## Activity
Repeat the material exactly, leaving no line out.

## Data to process

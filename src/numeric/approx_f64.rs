// SPDX-License-Identifier: MIT
//
// Copyright (c) 2025 Alexandre Severino
//
// Permission is hereby granted, free of charge, to any person obtaining a copy
// of this software and associated documentation files (the "Software"), to deal
// in the Software without restriction, including without limitation the rights
// to use, copy, modify, merge, publish, distribute, sublicense, and/or sell
// copies of the Software, and to permit persons to whom the Software is
// furnished to do so, subject to the following conditions:
//
// The above copyright notice and this permission notice shall be included in
// all copies or substantial portions of the Software.
//
// THE SOFTWARE IS PROVIDED "AS IS", WITHOUT WARRANTY OF ANY KIND, EXPRESS OR
// IMPLIED, INCLUDING BUT NOT LIMITED TO THE WARRANTIES OF MERCHANTABILITY,
// FITNESS FOR A PARTICULAR PURPOSE AND NONINFRINGEMENT. IN NO EVENT SHALL THE
// AUTHORS OR COPYRIGHT HOLDERS BE LIABLE FOR ANY CLAIM, DAMAGES OR OTHER
// LIABILITY, WHETHER IN AN ACTION OF CONTRACT, TORT OR OTHERWISE, ARISING FROM,
// OUT OF OR IN CONNECTION WITH THE SOFTWARE OR THE USE OR OTHER DEALINGS IN THE
// SOFTWARE.

use num_traits::ToPrimitive;
use rug::Rational;

use crate::{
    numeric::{exact_rational::ExactRational, scalar::Scalar},
    operations::{Abs, One, Zero},
};

use std::{
    cmp::Ordering,
    hash::Hash,
    ops::{Add, Div, Mul, Neg, Sub},
};

/// Plain double precision. Arithmetic rounds; comparisons and signs are the
/// raw IEEE ones, without tolerance. Values are assumed finite, so equality
/// is an equivalence.
#[derive(Clone, Copy, Debug, Default)]
pub struct ApproxF64(pub f64);

macro_rules! impl_f64_binop {
    ($trait:ident, $method:ident, $op:tt) => {
        impl<'a, 'b> $trait<&'b ApproxF64> for &'a ApproxF64 {
            type Output = ApproxF64;

            fn $method(self, rhs: &'b ApproxF64) -> ApproxF64 {
                ApproxF64(self.0 $op rhs.0)
            }
        }

        impl $trait for ApproxF64 {
            type Output = ApproxF64;

            fn $method(self, rhs: ApproxF64) -> ApproxF64 {
                ApproxF64(self.0 $op rhs.0)
            }
        }
    };
}

impl_f64_binop!(Add, add, +);
impl_f64_binop!(Sub, sub, -);
impl_f64_binop!(Mul, mul, *);
impl_f64_binop!(Div, div, /);

impl Neg for ApproxF64 {
    type Output = ApproxF64;

    fn neg(self) -> ApproxF64 {
        ApproxF64(-self.0)
    }
}

impl<'a> Neg for &'a ApproxF64 {
    type Output = ApproxF64;

    fn neg(self) -> ApproxF64 {
        ApproxF64(-self.0)
    }
}

impl PartialEq for ApproxF64 {
    fn eq(&self, other: &ApproxF64) -> bool {
        self.0 == other.0
    }
}

impl Eq for ApproxF64 {}

impl PartialOrd for ApproxF64 {
    fn partial_cmp(&self, other: &ApproxF64) -> Option<Ordering> {
        self.0.partial_cmp(&other.0)
    }
}

impl Hash for ApproxF64 {
    fn hash<H: std::hash::Hasher>(&self, state: &mut H) {
        // -0.0 == 0.0, so both must hash alike.
        let bits = if self.0 == 0.0 { 0 } else { self.0.to_bits() };
        bits.hash(state);
    }
}

impl Zero for ApproxF64 {
    fn zero() -> Self {
        ApproxF64(0.0)
    }

    fn is_zero(&self) -> bool {
        self.0 == 0.0
    }

    fn is_positive(&self) -> bool {
        self.0 > 0.0
    }

    fn is_negative(&self) -> bool {
        self.0 < 0.0
    }
}

impl One for ApproxF64 {
    fn one() -> Self {
        ApproxF64(1.0)
    }
}

impl Abs for ApproxF64 {
    fn abs(&self) -> Self {
        ApproxF64(self.0.abs())
    }
}

impl From<i32> for ApproxF64 {
    fn from(value: i32) -> Self {
        ApproxF64(value as f64)
    }
}

impl From<f64> for ApproxF64 {
    fn from(value: f64) -> Self {
        ApproxF64(value)
    }
}

impl From<ApproxF64> for f64 {
    fn from(value: ApproxF64) -> Self {
        value.0
    }
}

impl Scalar for ApproxF64 {
    fn to_exact(&self) -> ExactRational {
        ExactRational(Rational::from_f64(self.0).unwrap_or_default())
    }

    fn to_interval(&self) -> (f64, f64) {
        (self.0, self.0)
    }

    fn from_num_den(num: i32, den: i32) -> Self {
        ApproxF64(num as f64 / den as f64)
    }
}

impl ToPrimitive for ApproxF64 {
    fn to_i64(&self) -> Option<i64> {
        self.0.to_i64()
    }

    fn to_u64(&self) -> Option<u64> {
        self.0.to_u64()
    }

    fn to_f64(&self) -> Option<f64> {
        Some(self.0)
    }
}

#[cfg(test)]
mod tests {
    use super::*;
    use std::hash::{DefaultHasher, Hasher};

    fn hash_of(x: ApproxF64) -> u64 {
        let mut h = DefaultHasher::new();
        x.hash(&mut h);
        h.finish()
    }

    #[test]
    fn signed_zeros_are_equal() {
        assert_eq!(ApproxF64(-0.0), ApproxF64(0.0));
        assert_eq!(hash_of(ApproxF64(-0.0)), hash_of(ApproxF64(0.0)));
        assert_ne!(ApproxF64(1.0), ApproxF64(-1.0));
    }
}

## Solution for this exercise
filename src/numeric/approx_f64.rs
// SPDX-License-Identifier: MIT
//
// Copyright (c) 2025 Alexandre Severino
//
// Permission is hereby granted, free of charge, to any person obtaining a copy
// of this software and associated documentation files (the "Software"), to deal
// in the Software without restriction, including without limitation the rights
// to use, copy, modify, merge, publish, distribute, sublicense, and/or sell
// copies of the Software, and to permit persons to whom the Software is
// furnished to do so, subject to the following conditions:
//
// The above copyright notice and this permission notice shall be included in
// all copies or substantial portions of the Software.
//
// THE SOFTWARE IS PROVIDED "AS IS", WITHOUT WARRANTY OF ANY KIND, EXPRESS OR
// IMPLIED, INCLUDING BUT NOT LIMITED TO THE WARRANTIES OF MERCHANTABILITY,
// FITNESS FOR A PARTICULAR PURPOSE AND NONINFRINGEMENT. IN NO EVENT SHALL THE
// AUTHORS OR COPYRIGHT HOLDERS BE LIABLE FOR ANY CLAIM, DAMAGES OR OTHER
// LIABILITY, WHETHER IN AN ACTION OF CONTRACT, TORT OR OTHERWISE, ARISING FROM,
// OUT OF OR IN CONNECTION WITH THE SOFTWARE OR THE USE OR OTHER DEALINGS IN THE
// SOFTWARE.

use num_traits::ToPrimitive;
use rug::Rational;

use crate::{
    numeric::{exact_rational::ExactRational, scalar::Scalar},
    operations::{Abs, One, Zero},
};

use std::{
    cmp::Ordering,
    hash::Hash,
    ops::{Add, Div, Mul, Neg, Sub},
};

/// Plain double precision. Arithmetic rounds; comparisons and signs are the
/// raw IEEE ones, without tolerance. Values are assumed finite, so equality
/// is an equivalence.
#[derive(Clone, Copy, Debug, Default)]
pub struct ApproxF64(pub f64);

macro_rules! impl_f64_binop {
    ($trait:ident, $method:ident, $op:tt) => {
        impl<'a, 'b> $trait<&'b ApproxF64> for &'a ApproxF64 {
            type Output = ApproxF64;

            fn $method(self, rhs: &'b ApproxF64) -> ApproxF64 {
                ApproxF64(self.0 $op rhs.0)
            }
        }

        impl $trait for ApproxF64 {
            type Output = ApproxF64;

            fn $method(self, rhs: ApproxF64) -> ApproxF64 {
                ApproxF64(self.0 $op rhs.0)
            }
        }
    };
}

impl_f64_binop!(Add, add, +);
impl_f64_binop!(Sub, sub, -);
impl_f64_binop!(Mul, mul, *);
impl_f64_binop!(Div, div, /);

impl Neg for ApproxF64 {
    type Output = ApproxF64;

    fn neg(self) -> ApproxF64 {
        ApproxF64(-self.0)
    }
}

impl<'a> Neg for &'a ApproxF64 {
    type Output = ApproxF64;

    fn neg(self) -> ApproxF64 {
        ApproxF64(-self.0)
    }
}

impl PartialEq for ApproxF64 {
    fn eq(&self, other: &ApproxF64) -> bool {
        self.0 == other.0
    }
}

impl Eq for ApproxF64 {}

impl PartialOrd for ApproxF64 {
    fn partial_cmp(&self, other: &ApproxF64) -> Option<Ordering> {
        self.0.partial_cmp(&other.0)
    }
}

impl Hash for ApproxF64 {
    fn hash<H: std::hash::Hasher>(&self, state: &mut H) {
        // -0.0 == 0.0, so both must hash alike.
        let bits = if self.0 == 0.0 { 0 } else { self.0.to_bits() };
        bits.hash(state);
    }
}

impl Zero for ApproxF64 {
    fn zero() -> Self {
        ApproxF64(0.0)
    }

    fn is_zero(&self) -> bool {
        self.0 == 0.0
    }

    fn is_positive(&self) -> bool {
        self.0 > 0.0
    }

    fn is_negative(&self) -> bool {
        self.0 < 0.0
    }
}

impl One for ApproxF64 {
    fn one() -> Self {
        ApproxF64(1.0)
    }
}

impl Abs for ApproxF64 {
    fn abs(&self) -> Self {
        ApproxF64(self.0.abs())
    }
}

impl From<i32> for ApproxF64 {
    fn from(value: i32) -> Self {
        ApproxF64(value as f64)
    }
}

impl From<f64> for ApproxF64 {
    fn from(value: f64) -> Self {
        ApproxF64(value)
    }
}

impl From<ApproxF64> for f64 {
    fn from(value: ApproxF64) -> Self {
        value.0
    }
}

impl Scalar for ApproxF64 {
    fn to_exact(&self) -> ExactRational {
        ExactRational(Rational::from_f64(self.0).unwrap_or_default())
    }

    fn to_interval(&self) -> (f64, f64) {
        (self.0, self.0)
    }

    fn from_num_den(num: i32, den: i32) -> Self {
        ApproxF64(num as f64 / den as f64)
    }
}

impl ToPrimitive for ApproxF64 {
    fn to_i64(&self) -> Option<i64> {
        self.0.to_i64()
    }

    fn to_u64(&self) -> Option<u64> {
        self.0.to_u64()
    }

    fn to_f64(&self) -> Option<f64> {
        Some(self.0)
    }
}

#[cfg(test)]
mod tests {
    use super::*;
    use std::hash::{DefaultHasher, Hasher};

    fn hash_of(x: ApproxF64) -> u64 {
        let mut h = DefaultHasher::new();
        x.hash(&mut h);
        h.finish()
    }

    #[test]
    fn signed_zeros_are_equal() {
        assert_eq!(ApproxF64(-0.0), ApproxF64(0.0));
        assert_eq!(hash_of(ApproxF64(-0.0)), hash_of(ApproxF64(0.0)));
        assert_ne!(ApproxF64(1.0), ApproxF64(-1.0));
    }
}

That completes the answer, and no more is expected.